Die klagende Verlassenschaft nach Heinrich N. behauptet, der am 10. Juli 1955 verstorbene Lohnschlächtermeister Heinrich N. habe bis zu seinem Tod eine Lohnschlächterei betrieben. Die Beklagten hätten als gewinnbeteiligte Arbeitnehmer im Betrieb des Verstorbenen gearbeitet. Heinrich N. sei Alleineigentümer des Unternehmens gewesen. Nach seinem Tod hätten sich die Beklagten den Schlüssel zur Handkasse des Betriebes angeeignet und ihr den Betrag von 56.000 S entnommen. Die Beklagten hätten ferner sämtliche dem Heinrich N. zustehenden Forderungen aus dem Betrieb des Unternehmens einkassiert und das Geld für sich verwendet. Es habe sich dabei mindestens um 110.000 S gehandelt. Die Beklagten hätten dann lediglich 5000 S ausgefolgt, weigerten sich jedoch, weitere Zahlungen zu leisten, so daß sie noch mindestens 161.000 S zurückzahlen müßten. Im Lauf des Verfahrens brachte die klagende Partei noch vor, es habe sich aus dem erstatteten Sachverständigengutachten ergeben, daß entscheidende Unterlagen fehlten. Die beklagten Parteien hätten vermutlich Kenntnis von der Verheimlichung des Vermögens des Erblassers und seien daher zur Vermögensangabe und Eidesleistung nach Art. XLII EGZPO. verpflichtet. Die klagende Partei - deren Klageführung abhandlungsbehördlich genehmigt wurde - stellte das Begehren, die Beklagten seien schuldig, der klagenden Partei einen Betrag von 161.000 S zu zahlen und ferner binnen 14 Tagen bei sonstiger Exekution unter Vorlage eines Verzeichnisses des Vermögens des Heinrich N. am Todestag als Stichtag anzugeben, welche Beträge von den Beklagten einkassiert wurden und was ihnen von der Verheimlichung dieses Vermögens bekannt sei, sowie einen Eid dahingehend zu leisten, daß ihre Angaben richtig und vollständig seien.
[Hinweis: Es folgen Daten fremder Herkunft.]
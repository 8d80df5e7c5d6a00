//! Dataset reading
//!
//! Loads every data object behind a [`TableDefinition`] into Arrow record
//! batches. Schemas come from the catalog when columns are declared, otherwise
//! they are inferred per file and merged.

use arrow::array::{new_null_array, ArrayRef, RecordBatch, RecordBatchOptions};
use arrow::compute::cast;
use arrow::datatypes::{DataType, Field, Schema, SchemaRef};
use arrow::error::ArrowError;
use bytes::Bytes;
use opendal::Operator;
use parquet::arrow::arrow_reader::ParquetRecordBatchReaderBuilder;
use std::io::Cursor;
use std::sync::Arc;

use crate::catalog::{SourceFormat, TableDefinition};
use crate::error::{CoreError, Result};
use crate::model::{CatalogReference, DatasetHandle};

/// Reads catalog tables from object storage
#[derive(Clone)]
pub struct DatasetReader {
    operator: Operator,
    batch_size: usize,
}

impl DatasetReader {
    pub fn new(operator: Operator, batch_size: usize) -> Self {
        Self {
            operator,
            batch_size: batch_size.max(1),
        }
    }

    /// Read all records of `table` into a dataset owned by the caller
    pub async fn read(
        &self,
        reference: &CatalogReference,
        table: &TableDefinition,
    ) -> Result<DatasetHandle> {
        let paths = self.data_files(table).await?;
        tracing::debug!(
            "Reading {} {:?} objects for {} from '{}'",
            paths.len(),
            table.format,
            reference,
            table.location
        );

        let mut files = Vec::with_capacity(paths.len());
        for path in paths {
            let bytes = self.operator.read(&path).await?.to_bytes();
            files.push((path, bytes));
        }

        let text_format = match table.format {
            SourceFormat::Json => TextFormat::Json,
            SourceFormat::Csv => TextFormat::Csv,
            SourceFormat::Parquet => {
                let (schema, batches) = decode_parquet_files(files, self.batch_size)?;
                return Ok(self.finish(reference, schema, batches));
            }
        };

        let declared = table.declared_schema();
        let mut file_schemas = Vec::with_capacity(files.len());
        for (path, bytes) in &files {
            file_schemas.push(text_file_schema(text_format, declared.as_ref(), path, bytes)?);
        }

        let schema = match declared {
            Some(schema) => schema,
            None => Arc::new(merge_schemas(file_schemas.iter().map(|s| s.as_ref()))?),
        };

        let mut batches = Vec::new();
        for ((path, bytes), file_schema) in files.into_iter().zip(file_schemas) {
            for batch in decode_text_file(text_format, file_schema, &path, bytes, self.batch_size)? {
                batches.push(align_batch(&batch, &schema).map_err(|source| {
                    CoreError::Decode {
                        path: path.clone(),
                        source,
                    }
                })?);
            }
        }

        Ok(self.finish(reference, schema, batches))
    }

    fn finish(
        &self,
        reference: &CatalogReference,
        schema: SchemaRef,
        batches: Vec<RecordBatch>,
    ) -> DatasetHandle {
        let dataset = DatasetHandle::new(reference.clone(), schema, batches);
        tracing::info!(
            "Read {} rows ({} batches) from {}",
            dataset.num_rows(),
            dataset.batches().len(),
            reference
        );
        dataset
    }

    /// Data objects backing a table, in lexical order.
    ///
    /// Directory locations skip hidden objects (`_SUCCESS`, `.crc`,
    /// `_temporary/`, ...).
    async fn data_files(&self, table: &TableDefinition) -> Result<Vec<String>> {
        if !table.is_directory() {
            return Ok(vec![table.location.clone()]);
        }

        let entries = self
            .operator
            .list_with(&table.location)
            .recursive(true)
            .await?;

        let mut paths: Vec<String> = entries
            .into_iter()
            .map(|entry| entry.path().to_string())
            .filter(|path| !path.ends_with('/') && !is_hidden(path, &table.location))
            .collect();
        paths.sort();
        Ok(paths)
    }
}

#[derive(Debug, Clone, Copy)]
enum TextFormat {
    Json,
    Csv,
}

/// Hidden if any segment below the table location starts with `_` or `.`,
/// which covers `_SUCCESS` markers and `_temporary/` staging directories.
fn is_hidden(path: &str, location: &str) -> bool {
    path.strip_prefix(location)
        .unwrap_or(path)
        .split('/')
        .any(|segment| segment.starts_with('_') || segment.starts_with('.'))
}

/// Schema a single text file is decoded with.
///
/// JSON is decoded by field name, so a declared schema applies as is. CSV is
/// decoded by position, so the file's own header order is kept and declared
/// types are applied to the columns it names.
fn text_file_schema(
    format: TextFormat,
    declared: Option<&SchemaRef>,
    path: &str,
    bytes: &Bytes,
) -> Result<SchemaRef> {
    let decode_err = |source| CoreError::Decode {
        path: path.to_string(),
        source,
    };

    let inferred = match (format, declared) {
        (TextFormat::Json, Some(declared)) => return Ok(declared.clone()),
        (TextFormat::Json, None) => {
            arrow::json::reader::infer_json_schema(Cursor::new(bytes.as_ref()), None)
        }
        (TextFormat::Csv, _) => arrow::csv::reader::Format::default()
            .with_header(true)
            .infer_schema(Cursor::new(bytes.as_ref()), None),
    };
    let (schema, _records) = inferred.map_err(decode_err)?;

    let Some(declared) = declared else {
        return Ok(Arc::new(schema));
    };

    let fields: Vec<Field> = schema
        .fields()
        .iter()
        .map(|field| match declared.field_with_name(field.name()) {
            Ok(declared_field) => declared_field.clone(),
            Err(_) => field.as_ref().clone(),
        })
        .collect();
    Ok(Arc::new(Schema::new(fields)))
}

fn decode_text_file(
    format: TextFormat,
    schema: SchemaRef,
    path: &str,
    bytes: Bytes,
    batch_size: usize,
) -> Result<Vec<RecordBatch>> {
    let decode_err = |source| CoreError::Decode {
        path: path.to_string(),
        source,
    };

    match format {
        TextFormat::Json => arrow::json::ReaderBuilder::new(schema)
            .with_batch_size(batch_size)
            .build(Cursor::new(bytes))
            .map_err(decode_err)?
            .collect::<std::result::Result<Vec<_>, _>>()
            .map_err(decode_err),
        TextFormat::Csv => arrow::csv::ReaderBuilder::new(schema)
            .with_header(true)
            .with_batch_size(batch_size)
            .build(Cursor::new(bytes))
            .map_err(decode_err)?
            .collect::<std::result::Result<Vec<_>, _>>()
            .map_err(decode_err),
    }
}

fn decode_parquet_files(
    files: Vec<(String, Bytes)>,
    batch_size: usize,
) -> Result<(SchemaRef, Vec<RecordBatch>)> {
    let mut schemas = Vec::with_capacity(files.len());
    let mut decoded = Vec::with_capacity(files.len());

    for (path, bytes) in files {
        let builder =
            ParquetRecordBatchReaderBuilder::try_new(bytes).map_err(|source| {
                CoreError::Parquet {
                    path: path.clone(),
                    source,
                }
            })?;
        schemas.push(builder.schema().clone());

        let reader = builder
            .with_batch_size(batch_size)
            .build()
            .map_err(|source| CoreError::Parquet {
                path: path.clone(),
                source,
            })?;
        let batches = reader
            .collect::<std::result::Result<Vec<_>, _>>()
            .map_err(|source| CoreError::Decode {
                path: path.clone(),
                source,
            })?;
        decoded.push((path, batches));
    }

    let schema = Arc::new(merge_schemas(schemas.iter().map(|s| s.as_ref()))?);

    let mut batches = Vec::new();
    for (path, file_batches) in decoded {
        for batch in file_batches {
            batches.push(align_batch(&batch, &schema).map_err(|source| {
                CoreError::Decode {
                    path: path.clone(),
                    source,
                }
            })?);
        }
    }

    Ok((schema, batches))
}

/// Merge file schemas by field name, in order of first appearance.
///
/// A field absent from some file becomes nullable. Integer and floating point
/// columns widen to `Float64`; `Null` columns take the other file's type.
fn merge_schemas<'a>(schemas: impl IntoIterator<Item = &'a Schema>) -> Result<Schema> {
    let schemas: Vec<&Schema> = schemas.into_iter().collect();
    let mut fields: Vec<Field> = Vec::new();

    for schema in &schemas {
        for field in schema.fields() {
            match fields.iter_mut().find(|f| f.name() == field.name()) {
                Some(existing) => {
                    let data_type = widen(existing.data_type(), field.data_type())
                        .ok_or_else(|| {
                            CoreError::SchemaMerge(ArrowError::SchemaError(format!(
                                "field '{}' is {} in one file and {} in another",
                                field.name(),
                                existing.data_type(),
                                field.data_type()
                            )))
                        })?;
                    let nullable = existing.is_nullable() || field.is_nullable();
                    *existing = Field::new(field.name(), data_type, nullable);
                }
                None => fields.push(field.as_ref().clone()),
            }
        }
    }

    for field in fields.iter_mut() {
        let everywhere = schemas
            .iter()
            .all(|schema| schema.field_with_name(field.name()).is_ok());
        if !everywhere && !field.is_nullable() {
            *field = field.clone().with_nullable(true);
        }
    }

    Ok(Schema::new(fields))
}

fn widen(left: &DataType, right: &DataType) -> Option<DataType> {
    if left == right {
        return Some(left.clone());
    }
    match (left, right) {
        (DataType::Null, other) | (other, DataType::Null) => Some(other.clone()),
        (l, r) if l.is_integer() && r.is_integer() => Some(DataType::Int64),
        (l, r) if l.is_numeric() && r.is_numeric() => Some(DataType::Float64),
        (DataType::Utf8, _) | (_, DataType::Utf8) => Some(DataType::Utf8),
        _ => None,
    }
}

/// Project `batch` onto `schema` by field name, casting columns whose type
/// differs and filling absent columns with nulls.
fn align_batch(
    batch: &RecordBatch,
    schema: &SchemaRef,
) -> std::result::Result<RecordBatch, ArrowError> {
    let batch_schema = batch.schema();
    let mut columns: Vec<ArrayRef> = Vec::with_capacity(schema.fields().len());

    for field in schema.fields() {
        let column = match batch_schema.index_of(field.name()) {
            Ok(index) => {
                let column = batch.column(index);
                if column.data_type() == field.data_type() {
                    column.clone()
                } else {
                    cast(column, field.data_type())?
                }
            }
            Err(_) => new_null_array(field.data_type(), batch.num_rows()),
        };
        columns.push(column);
    }

    RecordBatch::try_new_with_options(
        schema.clone(),
        columns,
        &RecordBatchOptions::new().with_row_count(Some(batch.num_rows())),
    )
}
Die beklagten Parteien beantragten Abweisung des Klagebegehrens. N. sei nicht Alleininhaber des behaupteten Unternehmens gewesen. Zwischen den Beklagten und dem Verstorbenen habe eine Gesellschaft bürgerlichen Rechtes bestanden. Nur gegenüber den Gewerbe- und Finanzbehörden sei das Unternehmen formell als Einzelunternehmen des N. aufgeschienen. Vereinbarungsgemäß habe N. als Meister 3% des Umsatzes vorwegbekommen. Sodann sei der Gewinn unter den Gesellschaftern einschließlich des N. nach Köpfen aufgeteilt worden. In der Kasse hätten sich beim Tod des N. 49.477 S 30 g befunden. Eingegangen sei ein weiterer Betrag von 50.181 S 74 g. Beide Beträge seien im Betrieb verwendet worden. Mit den gezahlten 5000 S hätten die Beklagten mehr als verpflichtet abgegolten.

Das Erstgericht wies das Klagebegehren ab.

Das Berufungsgericht bestätigte das erstgerichtliche Urteil. Beide Vorinstanzen nahmen auf Grund der Ergebnisse der von ihnen durchgeführten Beweise das Vorliegen einer Erwerbsgesellschaft bürgerlichen Rechts an.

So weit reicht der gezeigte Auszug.